Ming Guo, Wenrui Li, Chao Wang, Yuxin Ge, Chongjun Wang

Published: 14 Jul 2024, Last Modified: 05 Jun 20252024 IEEE International Conference on Multimedia and Expo (ICME)EveryoneCC BY 4.0

Abstract: Multi-modal multi-label emotion recognition has gained significant attention in the field of affective computing, enabling various signals to distinguish complex emotions accurately. However, previous studies primarily focus on capturing invariant representations, neglecting the importance of incorporating the fluctuation of temporal information which affects the model robustness.

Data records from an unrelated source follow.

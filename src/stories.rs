//! Fixed sample-story table for the Text Analysis tab.
//!
//! The "Random Story" button fills the text editor from this table.  The
//! table is a plain `const` lookup — selection cycles deterministically, so
//! the document text can never fall outside this set.

/// The built-in sample stories.  Both are entity-rich on purpose so that the
/// POS clouds and the entity table have something to show.
pub const SAMPLE_STORIES: [&str; 2] = [
    "During the bustling era of the 1920s, in a city that never slept, \
     Detective Samuel Hart navigated the labyrinthine streets of New York. \
     Hired by the enigmatic heiress Eleanor Vance, he chased whispers of a \
     stolen Vermeer painting through smoky jazz clubs and the marbled halls \
     of the Metropolitan Museum. Every clue pointed to the Moretti family, \
     yet Samuel suspected the quiet curator who catalogued forgeries with \
     remarkably steady hands.",
    "Deep in the Amazon rainforest, a team of scientists embarked on an \
     unprecedented expedition to discover rare medicinal plants. Led by Dr. \
     Maria Santos of the University of Sao Paulo, the researchers carefully \
     documented vibrant orchids and towering kapok trees along the Rio \
     Negro. Their guide, Tomas, patiently translated the knowledge of local \
     elders, who generously shared remedies their villages had refined over \
     countless generations.",
];

// ---------------------------------------------------------------------------
// StoryPicker
// ---------------------------------------------------------------------------

/// Cycles through [`SAMPLE_STORIES`] on each press of the "Random Story"
/// button.
///
/// A round-robin cursor rather than an RNG: with a two-item table the user
/// sees a different story on every press, and the output is trivially
/// guaranteed to stay inside the table.
#[derive(Debug, Clone, Default)]
pub struct StoryPicker {
    cursor: usize,
}

impl StoryPicker {
    pub fn new() -> Self {
        Self::default()
    }

    /// Return the next story, advancing the cursor.
    pub fn next_story(&mut self) -> &'static str {
        let story = SAMPLE_STORIES[self.cursor % SAMPLE_STORIES.len()];
        self.cursor = self.cursor.wrapping_add(1);
        story
    }
}

// ---------------------------------------------------------------------------
// Tests
// ---------------------------------------------------------------------------

#[cfg(test)]
mod tests {
    use super::*;

    #[test]
    fn stories_are_non_empty() {
        for story in SAMPLE_STORIES {
            assert!(!story.trim().is_empty());
        }
    }

    /// Every pick must come from the fixed table, no matter how often the
    /// button is pressed.
    #[test]
    fn picker_stays_inside_table() {
        let mut picker = StoryPicker::new();
        for _ in 0..10 {
            let story = picker.next_story();
            assert!(SAMPLE_STORIES.contains(&story));
        }
    }

    #[test]
    fn picker_alternates_between_stories() {
        let mut picker = StoryPicker::new();
        let first = picker.next_story();
        let second = picker.next_story();
        let third = picker.next_story();

        assert_ne!(first, second);
        assert_eq!(first, third);
    }
}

In this paper, we propose a novel Spiking Multi-modal Interactive Label-guided Enhancement network (SMILE). It introduces the spiking neural network with dynamic thresholds, allowing flexible processing of temporal information to enhance the model robustness. Furthermore, it employs the scale spiking fusion to enrich semantic information. In addition to modality-specific refinement, SMILE integrates the modality-interactive exploration and label-modality matching modules to capture multi-modal interaction and label-modality dependence. Experimental results on benchmark datasets CMU-MOSEI and NEMu demonstrate the superiority of SMILE over state-of-the-art models. Notably, SMILE achieves a significant 28.5% improvement in accuracy compared to the benchmark method when evaluated on NEMu dataset.